∈ @HOUSE! ∋
⇒@第五話
「一緒に片付けしてたんだ。それで…」
クラウドは昨日起こった出来事を事細かにザックスに告げる。
セフィロスが手伝おうと言ってくれたこと、そして一緒に片付け始めたこと、そして例のリモコンモドキがいつの間にか押されてしまったこと、それからセフィロスがおかしくなったこと。
それらを話したクラウドは、最後にどう思う?とザックスに問うた。
問われたザックスの方は、そうだなあ、と腕組みしながら唸ると、その後一番気になることを口にする。
「やっぱあのリモコンが…」
「リモコン?」
「なあ、これって偶然かな?セフィロスがいきなり立ち上がったのだって、俺があのリモコンみたいなの弄った後だったろ?」
確かにそう、その通りである。
あのリモコンは只者じゃないと思ってはいたが、やはりアレがズバリ問題ということなのだろうか。
「やっぱあのリモコンに何か仕掛けがあるんじゃないのかな。それ以外は考えられないぜ、今の話聞く限り」
「うん、そうだよね」
やっぱりあれが――――問題なのか。
あの奇妙なリモコンもどきが。
一体何でリモコンもどきを弄った位でそんな事になるんだか分からないが、確かにアレについてはクラウドも恐れていた。何か起こるんじゃなかろうか、何かおかしなことが、と。そしてその危惧は大当たりしたということだ。
「俺、どうしたら良いかな…」
クラウドは食堂の味気ない水道水をちびちびやりながら意気消沈気味にそう呟く。しかしそんなクラウドとは対照的にザックスはニパリと明るい顔をしてこう答えた。
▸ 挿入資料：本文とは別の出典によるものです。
//! Practika: internship management platform backend.
//!
//! Connects four kinds of accounts: students applying to internship
//! offers, companies publishing them, professors supervising placements,
//! and coordinators administering the platform.

pub mod model;
pub mod server;
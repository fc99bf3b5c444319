use chrono::NaiveDateTime;
use serde::{Deserialize, Serialize};
use utoipa::ToSchema;

use crate::model::account::CompanySummaryDto;

/// An offer with its company as a raw reference, as returned by mutating
/// endpoints and the per-company listing.
#[derive(Debug, Clone, Serialize, Deserialize, ToSchema)]
#[serde(rename_all = "camelCase")]
pub struct OfferDto {
    pub id: i32,
    pub title: String,
    pub description: Option<String>,
    pub duration: Option<String>,
    pub location: Option<String>,
    pub company: i32,
    pub created_at: NaiveDateTime,
    pub updated_at: NaiveDateTime,
}

/// An offer with its publishing company embedded; null when the company
/// account has been deleted.
#[derive(Debug, Clone, Serialize, Deserialize, ToSchema)]
#[serde(rename_all = "camelCase")]
pub struct OfferDetailDto {
    pub id: i32,
    pub title: String,
    pub description: Option<String>,
    pub duration: Option<String>,
    pub location: Option<String>,
    pub company: Option<CompanySummaryDto>,
    pub created_at: NaiveDateTime,
    pub updated_at: NaiveDateTime,
}

/// Request body for publishing or fully replacing an offer.
#[derive(Debug, Clone, Default, Serialize, Deserialize, ToSchema)]
#[serde(rename_all = "camelCase")]
pub struct OfferPayloadDto {
    pub title: Option<String>,
    pub description: Option<String>,
    pub duration: Option<String>,
    pub location: Option<String>,
    /// Account id of the publishing company.
    pub company: Option<i32>,
}

/// Request body for partially updating an offer.
#[derive(Debug, Clone, Default, Serialize, Deserialize, ToSchema)]
#[serde(rename_all = "camelCase")]
pub struct OfferPatchDto {
    pub title: Option<String>,
    pub description: Option<String>,
    pub duration: Option<String>,
    pub location: Option<String>,
    pub company: Option<i32>,
}
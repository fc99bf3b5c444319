pub mod builder;
pub mod constant;
pub mod context;
pub mod error;
pub mod fixtures;
pub mod token;

pub use builder::TestBuilder;
pub use context::TestContext;
pub use error::TestError;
「どうって、そんなの簡単だろ!研究すりゃいいんだよ!」
「研究ぅ!?」
なんだそりゃ、と変テコな顔をしたクラウドの目には自信満々なザックスの顔が映っている。いや、それどころかザックスの目は輝いていた。ぴかーん、と。
「あのリモコンが何なのかは知らないけど、何かであることは確かだろ!だったらそれが何かを研究すりゃいいのさ」
「って、まさか…」
もしやそれは、かなり体当たり的な手法では?
もしかしてもしかすると、かなり心配な方法では?
そう訝しむクラウドに降り注いだ言葉は、やはり予想通り心痛極まりない言葉だった。
「知らないもん弄るのって楽しいよな〜」
研究ってか単なる趣味だろ!
―――――クラウドは思い切りそうツッこんだのだった。